(Records from a data source)

>>>

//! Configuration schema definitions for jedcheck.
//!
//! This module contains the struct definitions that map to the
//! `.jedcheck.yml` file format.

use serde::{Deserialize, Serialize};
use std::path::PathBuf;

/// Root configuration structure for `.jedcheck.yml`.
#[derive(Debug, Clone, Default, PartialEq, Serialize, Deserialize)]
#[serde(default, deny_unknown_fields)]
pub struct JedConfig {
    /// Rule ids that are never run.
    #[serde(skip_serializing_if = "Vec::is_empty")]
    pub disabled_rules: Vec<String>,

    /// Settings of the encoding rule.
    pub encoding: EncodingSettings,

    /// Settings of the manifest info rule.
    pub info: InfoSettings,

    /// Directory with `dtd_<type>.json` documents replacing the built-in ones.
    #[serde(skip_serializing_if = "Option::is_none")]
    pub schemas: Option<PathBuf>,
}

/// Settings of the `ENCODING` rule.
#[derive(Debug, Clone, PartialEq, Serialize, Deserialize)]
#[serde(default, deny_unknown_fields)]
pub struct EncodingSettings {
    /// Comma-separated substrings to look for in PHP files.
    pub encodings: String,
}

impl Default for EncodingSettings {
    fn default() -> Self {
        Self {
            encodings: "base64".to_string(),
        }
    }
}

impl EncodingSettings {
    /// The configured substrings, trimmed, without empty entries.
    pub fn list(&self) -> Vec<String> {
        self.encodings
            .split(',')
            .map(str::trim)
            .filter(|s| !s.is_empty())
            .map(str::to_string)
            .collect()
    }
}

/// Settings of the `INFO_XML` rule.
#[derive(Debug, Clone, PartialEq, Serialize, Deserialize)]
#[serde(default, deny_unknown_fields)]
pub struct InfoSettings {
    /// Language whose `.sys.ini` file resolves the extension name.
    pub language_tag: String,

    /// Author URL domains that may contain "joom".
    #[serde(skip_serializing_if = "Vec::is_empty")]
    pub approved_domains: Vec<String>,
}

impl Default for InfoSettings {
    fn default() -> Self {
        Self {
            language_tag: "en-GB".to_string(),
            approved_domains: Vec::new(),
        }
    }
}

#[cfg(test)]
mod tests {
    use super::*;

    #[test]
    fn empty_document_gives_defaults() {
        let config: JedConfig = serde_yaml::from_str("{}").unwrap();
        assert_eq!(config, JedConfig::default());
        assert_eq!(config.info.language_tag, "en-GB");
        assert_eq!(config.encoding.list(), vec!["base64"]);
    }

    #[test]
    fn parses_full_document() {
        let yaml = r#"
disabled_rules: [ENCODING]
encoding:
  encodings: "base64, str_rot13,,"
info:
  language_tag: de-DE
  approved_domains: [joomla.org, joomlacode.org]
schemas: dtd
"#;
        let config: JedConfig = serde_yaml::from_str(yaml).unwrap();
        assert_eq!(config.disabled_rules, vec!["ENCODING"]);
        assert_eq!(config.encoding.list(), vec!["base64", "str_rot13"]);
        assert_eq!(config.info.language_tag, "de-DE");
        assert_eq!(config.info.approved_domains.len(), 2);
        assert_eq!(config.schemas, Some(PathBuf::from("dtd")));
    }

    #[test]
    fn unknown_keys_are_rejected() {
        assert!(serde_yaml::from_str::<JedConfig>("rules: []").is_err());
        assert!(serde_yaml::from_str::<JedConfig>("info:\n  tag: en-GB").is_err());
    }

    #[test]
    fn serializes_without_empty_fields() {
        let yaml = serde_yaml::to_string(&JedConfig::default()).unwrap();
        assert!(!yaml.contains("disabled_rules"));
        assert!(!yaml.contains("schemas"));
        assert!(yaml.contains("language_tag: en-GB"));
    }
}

<<<
>>>

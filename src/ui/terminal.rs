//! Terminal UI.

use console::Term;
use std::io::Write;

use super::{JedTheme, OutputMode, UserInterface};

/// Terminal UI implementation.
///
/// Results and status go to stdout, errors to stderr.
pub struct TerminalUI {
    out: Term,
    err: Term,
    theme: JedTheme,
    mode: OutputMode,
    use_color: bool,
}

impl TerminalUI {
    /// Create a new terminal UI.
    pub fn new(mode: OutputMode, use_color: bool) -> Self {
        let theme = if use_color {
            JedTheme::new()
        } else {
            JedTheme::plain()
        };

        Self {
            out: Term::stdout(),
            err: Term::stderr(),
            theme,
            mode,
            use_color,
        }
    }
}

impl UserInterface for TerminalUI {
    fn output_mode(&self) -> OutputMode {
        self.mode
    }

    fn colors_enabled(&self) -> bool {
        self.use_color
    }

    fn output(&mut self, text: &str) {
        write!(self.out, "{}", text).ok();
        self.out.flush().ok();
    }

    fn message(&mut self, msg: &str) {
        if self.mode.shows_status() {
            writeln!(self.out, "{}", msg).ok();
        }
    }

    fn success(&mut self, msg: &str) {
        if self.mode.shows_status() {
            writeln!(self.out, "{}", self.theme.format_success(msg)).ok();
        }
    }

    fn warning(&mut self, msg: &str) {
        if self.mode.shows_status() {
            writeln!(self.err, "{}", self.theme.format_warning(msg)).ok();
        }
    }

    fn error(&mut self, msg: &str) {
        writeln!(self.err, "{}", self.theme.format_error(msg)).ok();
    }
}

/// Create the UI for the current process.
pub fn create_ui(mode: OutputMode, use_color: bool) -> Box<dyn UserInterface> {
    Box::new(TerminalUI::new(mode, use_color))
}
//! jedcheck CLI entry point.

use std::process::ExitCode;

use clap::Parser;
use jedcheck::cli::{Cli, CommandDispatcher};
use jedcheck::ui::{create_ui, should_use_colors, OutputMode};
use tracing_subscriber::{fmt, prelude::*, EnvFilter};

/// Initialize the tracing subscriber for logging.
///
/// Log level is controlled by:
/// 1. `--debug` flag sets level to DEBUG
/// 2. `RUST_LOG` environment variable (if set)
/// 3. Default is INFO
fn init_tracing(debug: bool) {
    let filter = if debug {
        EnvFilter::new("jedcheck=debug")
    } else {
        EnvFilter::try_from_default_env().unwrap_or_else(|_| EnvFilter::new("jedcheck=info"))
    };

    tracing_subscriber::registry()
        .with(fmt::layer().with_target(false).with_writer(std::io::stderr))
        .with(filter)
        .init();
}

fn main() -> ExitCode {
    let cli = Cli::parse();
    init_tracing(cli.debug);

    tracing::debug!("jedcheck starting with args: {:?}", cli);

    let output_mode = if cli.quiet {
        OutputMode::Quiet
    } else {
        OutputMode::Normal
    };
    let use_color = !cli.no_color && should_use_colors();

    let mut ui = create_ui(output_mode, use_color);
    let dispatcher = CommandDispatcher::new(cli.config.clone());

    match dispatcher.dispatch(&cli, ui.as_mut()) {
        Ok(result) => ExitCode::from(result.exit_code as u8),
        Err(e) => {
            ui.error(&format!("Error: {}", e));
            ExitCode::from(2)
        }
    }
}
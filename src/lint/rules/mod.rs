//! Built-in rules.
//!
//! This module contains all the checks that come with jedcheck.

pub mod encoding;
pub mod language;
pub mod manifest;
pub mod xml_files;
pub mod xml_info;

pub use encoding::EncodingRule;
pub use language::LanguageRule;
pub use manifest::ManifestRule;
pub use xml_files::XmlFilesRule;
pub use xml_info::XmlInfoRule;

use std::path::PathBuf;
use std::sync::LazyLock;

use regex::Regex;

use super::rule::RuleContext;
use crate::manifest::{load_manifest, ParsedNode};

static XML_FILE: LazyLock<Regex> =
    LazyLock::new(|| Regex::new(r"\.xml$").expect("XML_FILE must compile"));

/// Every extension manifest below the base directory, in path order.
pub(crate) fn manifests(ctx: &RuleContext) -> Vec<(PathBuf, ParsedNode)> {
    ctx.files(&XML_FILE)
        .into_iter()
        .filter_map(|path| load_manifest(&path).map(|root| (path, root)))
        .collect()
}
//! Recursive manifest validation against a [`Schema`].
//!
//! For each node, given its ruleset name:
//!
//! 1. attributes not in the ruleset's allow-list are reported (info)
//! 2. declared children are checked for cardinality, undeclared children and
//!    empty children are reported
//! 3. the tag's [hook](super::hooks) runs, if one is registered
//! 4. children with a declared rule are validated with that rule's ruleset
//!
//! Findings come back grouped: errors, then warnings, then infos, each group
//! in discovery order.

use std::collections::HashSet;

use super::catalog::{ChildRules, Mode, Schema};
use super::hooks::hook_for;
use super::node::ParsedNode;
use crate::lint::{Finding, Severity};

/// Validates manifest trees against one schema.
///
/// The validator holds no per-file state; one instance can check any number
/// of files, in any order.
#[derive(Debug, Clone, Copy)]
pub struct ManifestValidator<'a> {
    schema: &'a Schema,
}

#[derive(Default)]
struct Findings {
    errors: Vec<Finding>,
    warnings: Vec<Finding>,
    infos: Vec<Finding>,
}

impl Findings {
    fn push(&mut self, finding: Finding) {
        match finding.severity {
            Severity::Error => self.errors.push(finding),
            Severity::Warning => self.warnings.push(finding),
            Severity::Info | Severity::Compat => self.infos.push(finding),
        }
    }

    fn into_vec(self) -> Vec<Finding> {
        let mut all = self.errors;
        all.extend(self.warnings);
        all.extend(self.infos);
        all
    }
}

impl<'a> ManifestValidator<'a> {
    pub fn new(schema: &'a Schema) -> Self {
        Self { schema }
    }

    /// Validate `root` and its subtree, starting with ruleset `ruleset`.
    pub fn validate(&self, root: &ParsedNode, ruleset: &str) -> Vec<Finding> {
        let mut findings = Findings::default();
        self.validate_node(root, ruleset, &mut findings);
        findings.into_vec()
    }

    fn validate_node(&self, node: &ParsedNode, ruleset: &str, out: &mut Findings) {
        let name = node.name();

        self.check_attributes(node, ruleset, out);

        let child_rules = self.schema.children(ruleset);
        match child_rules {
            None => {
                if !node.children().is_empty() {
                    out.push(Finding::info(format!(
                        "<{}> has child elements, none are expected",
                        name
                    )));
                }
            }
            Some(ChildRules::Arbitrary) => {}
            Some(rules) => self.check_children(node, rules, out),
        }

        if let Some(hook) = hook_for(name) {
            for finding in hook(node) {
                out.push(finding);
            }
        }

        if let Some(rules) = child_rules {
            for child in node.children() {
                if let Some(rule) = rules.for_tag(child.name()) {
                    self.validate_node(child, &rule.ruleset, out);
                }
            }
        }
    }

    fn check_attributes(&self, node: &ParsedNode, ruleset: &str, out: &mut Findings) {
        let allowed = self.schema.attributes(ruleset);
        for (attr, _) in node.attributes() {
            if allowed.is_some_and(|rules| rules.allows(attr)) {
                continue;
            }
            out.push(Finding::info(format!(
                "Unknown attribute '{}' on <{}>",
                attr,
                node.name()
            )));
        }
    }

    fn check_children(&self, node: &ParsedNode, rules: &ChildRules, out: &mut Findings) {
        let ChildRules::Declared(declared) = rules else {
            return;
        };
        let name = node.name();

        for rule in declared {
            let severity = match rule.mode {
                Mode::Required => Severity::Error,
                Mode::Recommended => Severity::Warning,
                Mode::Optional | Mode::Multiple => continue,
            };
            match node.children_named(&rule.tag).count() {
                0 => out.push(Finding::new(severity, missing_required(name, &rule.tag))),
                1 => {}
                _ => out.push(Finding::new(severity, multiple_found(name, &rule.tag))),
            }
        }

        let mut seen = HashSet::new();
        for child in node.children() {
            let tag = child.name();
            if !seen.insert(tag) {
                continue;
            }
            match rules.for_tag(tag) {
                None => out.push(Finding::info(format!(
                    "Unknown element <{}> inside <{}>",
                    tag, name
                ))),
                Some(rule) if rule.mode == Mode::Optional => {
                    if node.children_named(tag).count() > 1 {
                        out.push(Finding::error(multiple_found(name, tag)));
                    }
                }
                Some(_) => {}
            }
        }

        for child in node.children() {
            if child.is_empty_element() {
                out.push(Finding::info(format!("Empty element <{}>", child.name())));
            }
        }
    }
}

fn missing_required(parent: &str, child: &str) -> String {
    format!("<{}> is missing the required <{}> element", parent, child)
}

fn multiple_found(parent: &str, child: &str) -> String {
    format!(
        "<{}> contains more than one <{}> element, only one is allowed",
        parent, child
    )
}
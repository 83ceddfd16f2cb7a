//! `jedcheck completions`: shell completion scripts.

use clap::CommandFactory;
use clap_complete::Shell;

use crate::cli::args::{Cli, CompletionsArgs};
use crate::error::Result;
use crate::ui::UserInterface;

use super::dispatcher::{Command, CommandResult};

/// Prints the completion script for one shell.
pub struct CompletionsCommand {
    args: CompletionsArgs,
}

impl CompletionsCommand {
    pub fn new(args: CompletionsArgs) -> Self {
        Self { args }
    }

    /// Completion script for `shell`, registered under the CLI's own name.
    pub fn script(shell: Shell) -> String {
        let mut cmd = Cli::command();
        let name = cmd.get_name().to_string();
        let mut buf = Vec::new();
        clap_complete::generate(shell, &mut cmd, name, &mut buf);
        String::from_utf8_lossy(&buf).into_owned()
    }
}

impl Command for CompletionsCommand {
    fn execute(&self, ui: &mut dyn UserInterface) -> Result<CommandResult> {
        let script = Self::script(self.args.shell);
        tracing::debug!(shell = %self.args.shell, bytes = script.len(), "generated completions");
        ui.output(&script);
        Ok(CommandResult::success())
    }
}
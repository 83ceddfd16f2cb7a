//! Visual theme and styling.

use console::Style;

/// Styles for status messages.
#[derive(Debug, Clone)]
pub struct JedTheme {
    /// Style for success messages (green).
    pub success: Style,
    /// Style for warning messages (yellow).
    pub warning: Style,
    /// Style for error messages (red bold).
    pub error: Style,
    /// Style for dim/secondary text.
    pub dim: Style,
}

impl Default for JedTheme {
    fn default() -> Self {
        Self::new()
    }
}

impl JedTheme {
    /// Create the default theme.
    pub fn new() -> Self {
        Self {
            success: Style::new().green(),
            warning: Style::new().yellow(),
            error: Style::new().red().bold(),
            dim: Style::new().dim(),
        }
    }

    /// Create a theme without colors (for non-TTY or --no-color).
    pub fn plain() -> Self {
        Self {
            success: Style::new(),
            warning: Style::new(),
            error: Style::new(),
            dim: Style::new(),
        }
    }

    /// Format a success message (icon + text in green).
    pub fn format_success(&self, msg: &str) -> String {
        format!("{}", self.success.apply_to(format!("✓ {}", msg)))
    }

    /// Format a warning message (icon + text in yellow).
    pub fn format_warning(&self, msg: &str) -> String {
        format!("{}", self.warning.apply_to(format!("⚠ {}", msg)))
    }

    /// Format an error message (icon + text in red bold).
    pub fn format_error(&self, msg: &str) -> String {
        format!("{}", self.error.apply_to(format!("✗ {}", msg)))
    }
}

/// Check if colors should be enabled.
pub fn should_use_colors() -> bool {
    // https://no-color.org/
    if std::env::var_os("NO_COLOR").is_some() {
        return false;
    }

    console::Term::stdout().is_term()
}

<<<
>>>

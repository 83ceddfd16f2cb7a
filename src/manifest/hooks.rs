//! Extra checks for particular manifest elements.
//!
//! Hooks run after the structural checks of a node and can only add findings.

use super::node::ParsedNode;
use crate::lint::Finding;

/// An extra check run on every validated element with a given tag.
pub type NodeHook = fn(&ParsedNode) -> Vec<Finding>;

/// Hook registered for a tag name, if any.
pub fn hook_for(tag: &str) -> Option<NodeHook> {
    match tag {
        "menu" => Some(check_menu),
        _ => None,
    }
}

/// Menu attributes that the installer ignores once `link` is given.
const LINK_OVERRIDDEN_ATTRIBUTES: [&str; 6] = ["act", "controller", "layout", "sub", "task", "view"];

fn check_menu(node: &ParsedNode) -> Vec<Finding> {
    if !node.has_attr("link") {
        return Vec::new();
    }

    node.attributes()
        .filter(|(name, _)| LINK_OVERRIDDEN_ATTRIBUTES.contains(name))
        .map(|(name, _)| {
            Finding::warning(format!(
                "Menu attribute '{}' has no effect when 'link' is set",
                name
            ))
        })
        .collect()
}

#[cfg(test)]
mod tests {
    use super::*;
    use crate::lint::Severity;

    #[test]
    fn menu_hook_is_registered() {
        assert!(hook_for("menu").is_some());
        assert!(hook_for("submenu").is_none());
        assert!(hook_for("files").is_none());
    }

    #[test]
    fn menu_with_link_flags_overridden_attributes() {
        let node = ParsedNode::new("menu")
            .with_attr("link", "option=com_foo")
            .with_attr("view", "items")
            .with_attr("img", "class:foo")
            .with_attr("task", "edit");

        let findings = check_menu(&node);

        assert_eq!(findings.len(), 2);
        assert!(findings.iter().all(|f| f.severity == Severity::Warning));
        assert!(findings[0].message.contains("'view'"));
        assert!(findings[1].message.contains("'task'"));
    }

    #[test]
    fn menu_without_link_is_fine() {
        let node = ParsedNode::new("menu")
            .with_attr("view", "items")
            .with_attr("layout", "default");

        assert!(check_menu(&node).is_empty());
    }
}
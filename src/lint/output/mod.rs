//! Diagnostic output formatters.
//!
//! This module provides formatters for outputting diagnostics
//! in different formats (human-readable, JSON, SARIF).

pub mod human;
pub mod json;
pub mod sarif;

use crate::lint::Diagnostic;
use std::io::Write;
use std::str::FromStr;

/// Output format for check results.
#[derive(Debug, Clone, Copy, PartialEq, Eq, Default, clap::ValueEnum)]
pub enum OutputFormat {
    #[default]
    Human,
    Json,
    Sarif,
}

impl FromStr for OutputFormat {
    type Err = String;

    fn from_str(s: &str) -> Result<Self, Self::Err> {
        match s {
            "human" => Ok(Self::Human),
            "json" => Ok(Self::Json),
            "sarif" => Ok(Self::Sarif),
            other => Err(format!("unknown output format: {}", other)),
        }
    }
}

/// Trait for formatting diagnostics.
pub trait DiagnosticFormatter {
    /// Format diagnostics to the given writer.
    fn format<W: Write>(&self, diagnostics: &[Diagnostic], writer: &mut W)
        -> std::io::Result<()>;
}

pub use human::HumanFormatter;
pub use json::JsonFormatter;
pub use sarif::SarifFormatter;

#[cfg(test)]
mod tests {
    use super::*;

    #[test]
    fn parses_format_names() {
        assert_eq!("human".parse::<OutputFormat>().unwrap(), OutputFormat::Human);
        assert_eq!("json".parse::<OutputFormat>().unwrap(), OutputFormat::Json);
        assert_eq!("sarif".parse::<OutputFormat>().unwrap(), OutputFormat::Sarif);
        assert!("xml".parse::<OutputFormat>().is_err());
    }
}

<<<

WHAT YOU SHOULD DO:
An answer consisting of the number alone is required: how many lines in the entries hold the string "allowed"?

ANSWER SPACE:
3